Der Tag beginnt für Olaf Scholz mit einem guten Gefühl. Nach den letzten Informationen, die er bekommen hat, müsste es klappen. Nicht in Brandenburg, das hoffentlich auch, aber erst einmal in New York. Am Abend hat er mit UN-Generalsekretär António Guterres diniert, nun frühstückt der Bundeskanzler in der Indonesia-Lounge des UN-Hauptquartiers mit dem namibischen Präsidenten Nangolo Mbumba. Es sieht, da sind sich die beiden einig, nach einem Erfolg aus. Monatelang ist unter Führung Deutschlands und Namibias über einen „Zukunftspakt“ für die Welt verhandelt worden, nun soll er von einem Zukunftsgipfel beschlossen worden. Damit das gelingt, müssen alle 193 Mitgliedsstaaten zustimmen, was – sollte das störrische Russland nicht endgültig „Njet“ sagen – tatsächlich möglich zu sein scheint.
Kurz nach zehn Uhr Ortszeit, gut zwei Stunden vor Schließung der Wahllokale von Potsdam bis Prenzlau, tritt Scholz ans Rednerpult. Der Pakt wurde soeben per Akklamation angenommen. „In einer Zeit großer Spannungen und Unsicherheiten brauchen wir den Pakt für die Zukunft mehr denn je“, sagt Scholz. Wegen der jungen Menschen auf der ganzen Welt sei man zusammengekommen. Es gehe darum, „wie sie sich eine bessere Welt vorstellen, es geht um ihre Zukunft“.
Nun sind die Zukunft des Planeten und die Zukunft des deutschen Bundeskanzlers nicht ein und dasselbe, obwohl es aus der Perspektive von Olaf Scholz da natürlich eine gewisse Schnittmenge gibt. Die Landtagswahl in Brandenburg, immerhin der Wahlheimat von Scholz, ist vielfach zur Kanzlerschicksalswahl erklärt worden. Verbunden mit der Frage: Kann Scholz noch als Kanzlerkandidat in die nächste Bundestagswahl ziehen, wenn auch diese Wahl wieder mit einem Misserfolg endet? Was dann weitere Fragen nach sich zieht. Vor allem: Was ist ein Misserfolg? Dass der brandenburgische Ministerpräsident Dietmar Woidke alles auf Sieg und den ersten Platz gesetzt hat, nötigt Scholz Respekt ab. Obwohl Woidke Scholz im Wahlkampf gemieden hat, als wäre die Ampel eine ansteckende Krankheit. Den Einsatz hat der Brandenburger jedenfalls gleich mit erhöht.

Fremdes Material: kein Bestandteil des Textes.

#[cfg(test)]
mod tests {
    use super::*;

    fn board_with(
        width: usize,
        height: usize,
        mines: &[(i32, i32)],
        revealed: &[(i32, i32)],
    ) -> MineBoard {
        let mut board = MineBoard::new(
            width,
            height,
            mines.iter().map(|&(x, y)| Position::new(x, y)).collect(),
        );
        for &(x, y) in revealed {
            board.reveal(Position::new(x, y));
        }
        board
    }

    #[test]
    fn constraint_counts_flags_and_unknowns() {
        let mut board = board_with(3, 3, &[(0, 0), (2, 0)], &[(1, 1)]);
        board.set_flag(Position::new(0, 0), true);

        let groups = extract_constraints(&board);
        assert_eq!(groups.len(), 1);
        let g = &groups[0];
        assert_eq!(g.clue, Position::new(1, 1));
        assert_eq!(g.total, 2);
        assert_eq!(g.flagged, 1);
        assert_eq!(g.cells.len(), 7);
        assert_eq!(g.remaining(), 1);
    }

    #[test]
    fn one_two_pattern_pins_down_mines() {
        // Row 0 hidden, row 1 revealed: three 1-clues over a single mine at (1, 0).
        let board = board_with(3, 2, &[(1, 0)], &[(0, 1), (1, 1), (2, 1)]);
        let report = solve(&board);

        assert_eq!(report.variables.len(), 3);
        assert_eq!(report.solutions, vec![vec![false, true, false]]);
        assert!(!report.approximate);
    }

    #[test]
    fn empty_constraint_set_has_one_trivial_solution() {
        let board = board_with(4, 4, &[(3, 3)], &[]);
        let report = solve(&board);
        assert!(report.variables.is_empty());
        assert_eq!(report.solutions, vec![Vec::<bool>::new()]);
        // 1 mine over 16 unknown cells.
        assert!(report.probabilities.iter().all(|(_, p)| *p == 1.0 / 16.0));
    }

    #[test]
    fn enumeration_is_capped() {
        let constraints: Vec<IndexedConstraint> = (0..5)
            .map(|i| IndexedConstraint {
                vars: vec![i * 3, i * 3 + 1, i * 3 + 2],
                required: 1,
            })
            .collect();
        let mut search = Enumerator::new(15, &constraints);
        search.run(0);
        // 3^5 = 243 layouts, below the cap.
        assert_eq!(search.solutions.len(), 243);

        let loose: Vec<IndexedConstraint> = vec![IndexedConstraint {
            vars: (0..15).collect(),
            required: 7,
        }];
        let mut search = Enumerator::new(15, &loose);
        search.run(0);
        assert_eq!(search.solutions.len(), MAX_SOLUTIONS);
    }

    #[test]
    fn approximation_thresholds_on_average_density() {
        let constraints = vec![
            IndexedConstraint {
                vars: vec![0, 1],
                required: 2,
            },
            IndexedConstraint {
                vars: vec![1, 2, 3, 4],
                required: 1,
            },
        ];
        // var 0: 1.0; var 1: (1.0 + 0.25) / 2 = 0.625; vars 2..4: 0.25
        assert_eq!(
            approximate_assignment(5, &constraints),
            vec![true, true, false, false, false]
        );
    }

    #[test]
    fn guesses_when_nothing_is_certain() {
        // 50/50 between (0, 0) and (1, 0) behind the clue at (0, 1).
        let board = board_with(2, 3, &[(0, 0)], &[(0, 1), (1, 1), (0, 2), (1, 2)]);
        let mut solver = MineSolver::default();
        let analysis = solver.analyze(&board);

        assert_eq!(analysis.suggested_actions.len(), 2);
        assert_eq!(analysis.suggested_actions[0].priority, 5);
        assert_eq!(analysis.suggested_actions[1].priority, 4);
        assert_eq!(analysis.confidence, 0.5);
        // Revealed fraction 4/6 and min probability 0.5.
        assert_eq!(analysis.risk_assessment, RiskLevel::High);
    }

    #[test]
    fn certain_mines_only_gives_point_nine() {
        let board = board_with(2, 1, &[(0, 0)], &[(1, 0)]);
        let mut solver = MineSolver::default();
        let analysis = solver.analyze(&board);
        assert_eq!(analysis.suggested_actions.len(), 1);
        assert_eq!(analysis.suggested_actions[0].kind, ActionKind::Flag);
        assert_eq!(analysis.suggested_actions[0].priority, 9);
        assert_eq!(analysis.confidence, 0.9);
    }

    #[test]
    fn solved_board_yields_empty_analysis() {
        let mut board = board_with(2, 1, &[(0, 0)], &[(1, 0)]);
        board.set_flag(Position::new(0, 0), true);
        let mut solver = MineSolver::default();
        let analysis = solver.analyze(&board);
        assert!(analysis.suggested_actions.is_empty());
        assert_eq!(analysis.confidence, 0.0);
    }

    #[test]
    fn zero_size_board_does_not_panic() {
        let board = MineBoard::new(0, 0, Vec::new());
        let mut solver = MineSolver::default();
        let analysis = solver.analyze(&board);
        assert!(analysis.suggested_actions.is_empty());
        assert_eq!(analysis.confidence, 0.0);
        assert_eq!(analysis.risk_assessment, RiskLevel::Medium);
    }

    /// `width` x 2 board: row 1 revealed, mines at every third cell of row 0,
    /// so the row-1 clues constrain exactly `width` cells.
    fn clue_strip(width: usize) -> MineBoard {
        let mines: Vec<(i32, i32)> = (0..width as i32).step_by(3).map(|x| (x, 0)).collect();
        let revealed: Vec<(i32, i32)> = (0..width as i32).map(|x| (x, 1)).collect();
        board_with(width, 2, &mines, &revealed)
    }

    #[test]
    fn fifteen_cells_are_enumerated_exactly() {
        let report = solve(&clue_strip(15));
        assert_eq!(report.variables.len(), MAX_EXACT_CELLS);
        assert!(!report.approximate);
        assert_eq!(report.solutions.len(), 1);
        let prob = |x| {
            report
                .probabilities
                .iter()
                .find(|(p, _)| *p == Position::new(x, 0))
                .map(|(_, p)| *p)
        };
        assert_eq!(prob(0), Some(1.0));
        assert_eq!(prob(1), Some(0.0));
    }

    #[test]
    fn sixteen_cells_fall_back_to_the_heuristic() {
        let board = clue_strip(16);
        let report = solve(&board);
        assert_eq!(report.variables.len(), MAX_EXACT_CELLS + 1);
        assert!(report.approximate);
        assert_eq!(report.solutions.len(), 1);

        let mut solver = MineSolver::default();
        let analysis = solver.analyze(&board);
        assert!(analysis.reasoning.contains("heuristic approximation"));
        assert_eq!(analysis.detail.mine_probability(Position::new(0, 0)), Some(0.0));

        let best = analysis.best_action().unwrap();
        assert!(best.description.contains("estimated safe by clue density"));
        assert!(matches!(
            best.metric,
            Some(ActionMetric::MineProbability {
                estimated: true,
                ..
            })
        ));
        assert!(analysis
            .suggested_actions
            .iter()
            .all(|a| !a.description.contains("every consistent layout")));
    }

    #[test]
    fn capped_enumeration_is_called_a_sample() {
        // Two 4-clues over 8 cells each, sharing (2, 2): 15 cells, over 1000 layouts.
        let board = board_with(
            5,
            5,
            &[
                (0, 0),
                (1, 0),
                (2, 0),
                (0, 1),
                (4, 4),
                (3, 4),
                (2, 4),
                (4, 3),
            ],
            &[(1, 1), (3, 3)],
        );
        let report = solve(&board);
        assert_eq!(report.variables.len(), 15);
        assert!(!report.approximate);
        assert_eq!(report.solutions.len(), MAX_SOLUTIONS);

        let analysis = MineSolver::default().analyze(&board);
        assert!(analysis.reasoning.contains("partial sample"));
    }
}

Der Kanzler bleibt außer Reichweite der Journalisten
Um 18 Uhr deutscher Zeit weilt Scholz in einem improvisierten Büro im 21. Stock der deutschen UN-Vertretung an der First Avenue. Hier erreichen ihn die ersten Prognosen und Hochrechnungen, und von hier aus schaltet er sich zur Präsidiumssitzung der SPD. Jetzt nicht in Berlin, nicht im Willy-Brandt-Haus zu sein, ist mit gewissen Vorzügen verbunden. Nach der Europawahl hatte Scholz die Frage, ob er etwas zum miserablen Abschneiden der SPD sagen wolle, mit „Nö“ beantwortet.
In New York ist es nun so eingerichtet, dass der Kanzler über viele Stunden außer Reichweite der mitreisenden Journalistinnen und Journalisten und somit lästiger Fragen bleibt. Zunächst gibt er ein Mittagessen für die Staats- und Regierungschefs kleiner Inselstaaten, danach ist er verabredet mit den Präsidenten von Mauretanien und dann Senegals. Erst am kommenden Vormittag will Scholz vor deutsche Kameras treten. Dann muss er etwas sagen. So oder so.